Yes, toggling the button toggles the problem.

I am using mrview compiled from source (but I also have the MRview.app installed).

I updated my system since first testing this, the problem looks identical for mrtrix 3.0.2 with two driver versions:

bjeurissen commented 2 years ago

Left is using an x86_64 binary of the current master branch compiled from source using Xcode 13.1

Right is using an arm64 binary of the current master branch compiled from source using Xcode 13.1

Note that both are using the same OpenGL driver, same Qt version 5.15.2 and same eigen version 3.4.0.

Both running on the same arm64 machine.

Screenshot 2021-11-25 at 16 43 57
fionaEyoung commented 2 years ago

I'm using MRtrix3 compiled from source.

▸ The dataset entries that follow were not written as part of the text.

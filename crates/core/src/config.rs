use crate::filename::Placement;
use crate::pruner::{PruneScope, DEFAULT_KEEP};
use crate::{Result, VersionError};
use serde::Deserialize;
use std::path::{Path, PathBuf};

pub const CONFIG_FILE_NAME: &str = "verkeep.toml";
pub const DEFAULT_ENV_FILE: &str = ".env";

const ENV_FILE_VAR: &str = "VERKEEP_ENV_FILE";
const KEEP_VAR: &str = "VERKEEP_KEEP";

/// Resolved settings for one build invocation.
#[derive(Debug, Clone, PartialEq, Eq)]
pub struct Settings {
    /// Counter file (`KEY="value"` lines).
    pub env_file: PathBuf,
    /// Versions of a file allowed to remain after pruning.
    pub keep: usize,
    pub placement: Placement,
    /// Counter variable used instead of the file extension.
    pub variable: Option<String>,
    /// Files whose name contains this substring are never versioned.
    pub exclusions: Option<String>,
    pub prune_scope: PruneScope,
}

impl Default for Settings {
    fn default() -> Self {
        Self {
            env_file: PathBuf::from(DEFAULT_ENV_FILE),
            keep: DEFAULT_KEEP,
            placement: Placement::Leading,
            variable: None,
            exclusions: None,
            prune_scope: PruneScope::Directory,
        }
    }
}

#[derive(Debug, Default, Deserialize)]
#[serde(deny_unknown_fields)]
struct RawSettings {
    env_file: Option<PathBuf>,
    keep: Option<usize>,
    placement: Option<String>,
    /// Legacy switch: `true` places the version after the base name.
    end: Option<bool>,
    variable: Option<String>,
    exclusions: Option<String>,
    prune_scope: Option<PruneScope>,
}

impl Settings {
    /// Defaults, then the config file, then `VERKEEP_*` environment variables.
    ///
    /// With `explicit == None` the file is `verkeep.toml` in `cwd`, and it is
    /// fine for it not to exist.
    pub fn load(cwd: &Path, explicit: Option<&Path>) -> Result<Self> {
        let mut settings = match explicit {
            Some(path) => Self::from_file(path)?,
            None => {
                let path = cwd.join(CONFIG_FILE_NAME);
                if path.is_file() {
                    Self::from_file(&path)?
                } else {
                    Self::default()
                }
            }
        };
        settings.apply_env(|name| std::env::var(name).ok());
        if settings.env_file.is_relative() {
            settings.env_file = cwd.join(&settings.env_file);
        }
        settings.validate()?;
        Ok(settings)
    }

    pub fn from_file(path: &Path) -> Result<Self> {
        let text = std::fs::read_to_string(path).map_err(|source| VersionError::Read {
            path: path.to_path_buf(),
            source,
        })?;
        Self::from_toml_str(&text, path)
    }

    pub fn from_toml_str(text: &str, origin: &Path) -> Result<Self> {
        let raw: RawSettings = toml::from_str(text).map_err(|err| VersionError::Parse {
            path: origin.to_path_buf(),
            message: err.to_string(),
        })?;
        let settings = merge(raw)?;
        settings.validate()?;
        Ok(settings)
    }

    /// Overlay environment knobs. Values that do not parse are ignored.
    pub fn apply_env(&mut self, lookup: impl Fn(&str) -> Option<String>) {
        if let Some(path) = lookup(ENV_FILE_VAR)
            .map(|raw| raw.trim().to_string())
            .filter(|raw| !raw.is_empty())
        {
            self.env_file = PathBuf::from(path);
        }
        self.keep = parse_keep(lookup(KEEP_VAR).as_deref(), self.keep);
    }

    pub fn validate(&self) -> Result<()> {
        if self.keep == 0 {
            return Err(VersionError::Config(
                "keep must be at least 1 (the newest version always survives)".into(),
            ));
        }
        if self.env_file.as_os_str().is_empty() {
            return Err(VersionError::Config("env_file must not be empty".into()));
        }
        Ok(())
    }
}

fn merge(raw: RawSettings) -> Result<Settings> {
    let defaults = Settings::default();
    let placement = match (raw.placement.as_deref(), raw.end) {
        (Some(value), _) => Placement::parse(value).ok_or_else(|| {
            VersionError::Config(format!(
                "unknown placement '{value}' (expected 'leading' or 'trailing')"
            ))
        })?,
        (None, Some(true)) => Placement::Leading,
        (None, Some(false)) => Placement::Trailing,
        (None, None) => defaults.placement,
    };
    Ok(Settings {
        env_file: raw.env_file.unwrap_or(defaults.env_file),
        keep: raw.keep.unwrap_or(defaults.keep),
        placement,
        variable: non_empty(raw.variable),
        exclusions: non_empty(raw.exclusions),
        prune_scope: raw.prune_scope.unwrap_or(defaults.prune_scope),
    })
}

fn non_empty(value: Option<String>) -> Option<String> {
    value
        .map(|v| v.trim().to_string())
        .filter(|v| !v.is_empty())
}

fn parse_keep(raw: Option<&str>, default_value: usize) -> usize {
    raw.map(str::trim)
        .filter(|v| !v.is_empty())
        .and_then(|v| v.parse::<usize>().ok())
        .filter(|v| *v > 0)
        .unwrap_or(default_value)
}

#[cfg(test)]
mod tests {
    use super::*;
    use pretty_assertions::assert_eq;
    use std::collections::HashMap;
    use tempfile::tempdir;

    #[test]
    fn toml_overrides_defaults() {
        let settings = Settings::from_toml_str(
            r#"
env_file = "config/versions.env"
keep = 3
placement = "trailing"
exclusions = "vendor"
prune_scope = "family"
"#,
            Path::new("verkeep.toml"),
        )
        .unwrap();

        assert_eq!(
            settings,
            Settings {
                env_file: PathBuf::from("config/versions.env"),
                keep: 3,
                placement: Placement::Trailing,
                variable: None,
                exclusions: Some("vendor".into()),
                prune_scope: PruneScope::Family,
            }
        );
    }

    #[test]
    fn legacy_end_flag_selects_placement() {
        let settings =
            Settings::from_toml_str("end = false\n", Path::new("verkeep.toml")).unwrap();
        assert_eq!(settings.placement, Placement::Trailing);
    }

    #[test]
    fn rejects_zero_keep_and_unknown_keys() {
        let err = Settings::from_toml_str("keep = 0\n", Path::new("verkeep.toml")).unwrap_err();
        assert_eq!(err.kind(), "config");

        let err = Settings::from_toml_str("kep = 3\n", Path::new("verkeep.toml")).unwrap_err();
        assert_eq!(err.kind(), "parse_failure");

        let err = Settings::from_toml_str("placement = \"middle\"\n", Path::new("verkeep.toml"))
            .unwrap_err();
        assert_eq!(err.kind(), "config");
    }

    #[test]
    fn env_overrides_file_values() {
        let env: HashMap<&str, &str> =
            HashMap::from([("VERKEEP_ENV_FILE", "other.env"), ("VERKEEP_KEEP", "9")]);
        let mut settings = Settings::default();
        settings.apply_env(|name| env.get(name).map(|v| v.to_string()));
        assert_eq!(settings.env_file, PathBuf::from("other.env"));
        assert_eq!(settings.keep, 9);
    }

    #[test]
    fn unparseable_env_values_are_ignored() {
        let env: HashMap<&str, &str> =
            HashMap::from([("VERKEEP_KEEP", "lots"), ("VERKEEP_ENV_FILE", " ")]);
        let mut settings = Settings::default();
        settings.apply_env(|name| env.get(name).map(|v| v.to_string()));
        assert_eq!(settings, Settings::default());
        assert_eq!(parse_keep(Some("0"), 5), 5);
    }

    #[test]
    fn load_reads_config_next_to_cwd() {
        let temp = tempdir().unwrap();
        std::fs::write(temp.path().join(CONFIG_FILE_NAME), "keep = 2\n").unwrap();

        let settings = Settings::load(temp.path(), None).unwrap();
        assert_eq!(settings.keep, 2);
        assert_eq!(settings.env_file, temp.path().join(".env"));
    }

    #[test]
    fn explicit_config_must_exist() {
        let temp = tempdir().unwrap();
        let missing = temp.path().join("nope.toml");
        let err = Settings::load(temp.path(), Some(missing.as_path())).unwrap_err();
        assert_eq!(err.kind(), "read_failure");
    }
}
//! Stamping a stream of build outputs.
//!
//! All buffered files of one compile pass share a version: only the first one
//! that gets versioned bumps the counter.

use crate::counter_store::CounterBackend;
use crate::manager::{ProcessOutcome, ProcessRequest, VersionManager};
use crate::pruner::VersionedDir;
use std::path::{Path, PathBuf};

/// A file emitted by a build step.
#[derive(Debug, Clone, PartialEq, Eq)]
pub struct OutputFile {
    pub path: PathBuf,
    /// In-memory contents. `None` for entries that are not buffered
    /// (directories, streamed files) and are passed through untouched.
    pub contents: Option<Vec<u8>>,
}

impl OutputFile {
    pub fn buffered(path: impl Into<PathBuf>, contents: impl Into<Vec<u8>>) -> Self {
        Self {
            path: path.into(),
            contents: Some(contents.into()),
        }
    }

    pub fn unbuffered(path: impl Into<PathBuf>) -> Self {
        Self {
            path: path.into(),
            contents: None,
        }
    }

    pub fn is_buffer(&self) -> bool {
        self.contents.is_some()
    }
}

#[derive(Debug, Clone, PartialEq, Eq)]
pub enum Stamped {
    /// The file, moved to its versioned (or fallback) name.
    Renamed {
        file: OutputFile,
        outcome: ProcessOutcome,
    },
    /// Not buffered; left as is.
    PassedThrough(OutputFile),
    /// Excluded from versioning and removed from the stream.
    Dropped { path: PathBuf },
}

impl Stamped {
    pub fn file(&self) -> Option<&OutputFile> {
        match self {
            Stamped::Renamed { file, .. } | Stamped::PassedThrough(file) => Some(file),
            Stamped::Dropped { .. } => None,
        }
    }
}

/// Per-pass adapter between a build stream and a [`VersionManager`].
#[derive(Debug, Clone)]
pub struct Batch {
    template: ProcessRequest,
    first: bool,
}

impl Batch {
    /// `template` supplies directory, variable, exclusions, keep and placement;
    /// its `original` and `increment` are overwritten per file.
    pub fn new(template: ProcessRequest) -> Self {
        Self {
            template,
            first: true,
        }
    }

    /// A pass that never bumps: every file renders the stored version.
    pub fn reusing(template: ProcessRequest) -> Self {
        Self {
            template,
            first: false,
        }
    }

    pub fn stamp<B, F>(
        &mut self,
        manager: &mut VersionManager<B, F>,
        file: OutputFile,
    ) -> Stamped
    where
        B: CounterBackend,
        F: VersionedDir,
    {
        if !file.is_buffer() {
            return Stamped::PassedThrough(file);
        }
        let Some(original) = file_name(&file.path) else {
            log::warn!("Output {} has no usable file name", file.path.display());
            return Stamped::PassedThrough(file);
        };

        let mut request = self.template.clone();
        request.original = original;
        request.increment = self.first;

        let outcome = manager.process(&request);
        let Some(name) = outcome.name() else {
            return Stamped::Dropped { path: file.path };
        };
        self.first = false;

        let file = OutputFile {
            path: file.path.with_file_name(name),
            contents: file.contents,
        };
        Stamped::Renamed { file, outcome }
    }

    pub fn stamp_all<B, F, I>(
        &mut self,
        manager: &mut VersionManager<B, F>,
        files: I,
    ) -> Vec<Stamped>
    where
        B: CounterBackend,
        F: VersionedDir,
        I: IntoIterator<Item = OutputFile>,
    {
        files
            .into_iter()
            .map(|file| self.stamp(manager, file))
            .collect()
    }
}

fn file_name(path: &Path) -> Option<String> {
    path.file_name()
        .and_then(|name| name.to_str())
        .map(str::to_string)
}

When I first noticed the behaviour I was on version 3.0.3-12-g55266be8, then I checkout out to the same earlier version as my MBP (which doesn't appear to have the problem), which made no difference, then I pulled the (then) latest version 3.0.3-41-g77326eaa which also changed nothing (that I noticed).

% pkgutil --pkg-info=com.apple.pkg.CLTools_Executables
package-id: com.apple.pkg.CLTools_Executables
version: 12.5.1.0.1.1623191612

% gcc --version
Configured with: --prefix=/Library/Developer/CommandLineTools/usr --with-gxx-include-dir=/Library/Developer/CommandLineTools/SDKs/MacOSX.sdk/usr/include/c++/4.2.1
Apple clang version 12.0.5 (clang-1205.0.22.11)
Target: x86_64-apple-darwin20.6.0

(XCode command-line tools only, no app)

jdtournier commented 2 years ago

Note that both are using the same OpenGL driver, same Qt version 5.15.2 and same eigen version 3.4.0.

Both running on the same arm64 machine.

:exploding_head: this is so very messed up...

bjeurissen commented 2 years ago

🤯 this is so very messed up...

I did some further checking of the scenario in my last post.

All inputs to https://github.com/MRtrix3/mrtrix3/blob/994498557037c9e4f7ba67f255820ef84ea899d9/src/gui/mrview/volume.h#L127

are identical on both platforms. This includes the data variable for each slice, for which I did a binary comparison. So it really points to an inconsistency between the x86_64 and arm64 OpenGL driver, with the arm64 driver actually behaving better than the x86_64 one.

fionaEyoung commented 2 years ago

I just tried creating a brain mask using fsl's bet. The output was an int16 .nii.gz image and sure enough, invisible in mrview. The mask displayed just fine in FSLeyes though, which is also built on openGL (but written in python).

bjeurissen commented 2 years ago

@jdtournier: Would this be relevant: https://www.khronos.org/registry/OpenGL-Refpages/gl4/html/glGetInternalformat.xhtml ?

bjeurissen commented 1 year ago

On Apple M1, with macOS 12.6.1 (21G217) and OpenGL renderer 4.1 Metal - 76.3, I can no longer reproduce any of these issues (including the bottom missing slice) when I am building from source (3.0.3-464-g84e11a42) with Qt 5.15.6.

I can still reproduce the issue when using the version from the current binary installer (which was compiled for x86-64 rather than arm64).

bjeurissen commented 3 months ago

Still a problem on latest macOS 14.5 and OpenGL renderer 4.1 - 88.1.

To reproduce it on modern arm64 macs with universal binaries:

for f in ramp_float64.mif ramp_*int*.mif; do 
  for arch in x86_64 arm64; do
    for lock in 0 1; do
      arch -${arch} mrview ${f} -focus -95.7642,-73.8797,-63.4686 -colourmap 6 -lock ${lock} \
        -capture.prefix ${arch}_${f%.mif}_lock${lock}_ -capture.grab -exit
    done
  done
done

Will show that problematic rendering only occurs:

Note that arch -x86_64 ${cmd} will silently use arm64 ${cmd} when native arch is arm64 platform and ${cmd} is not universal.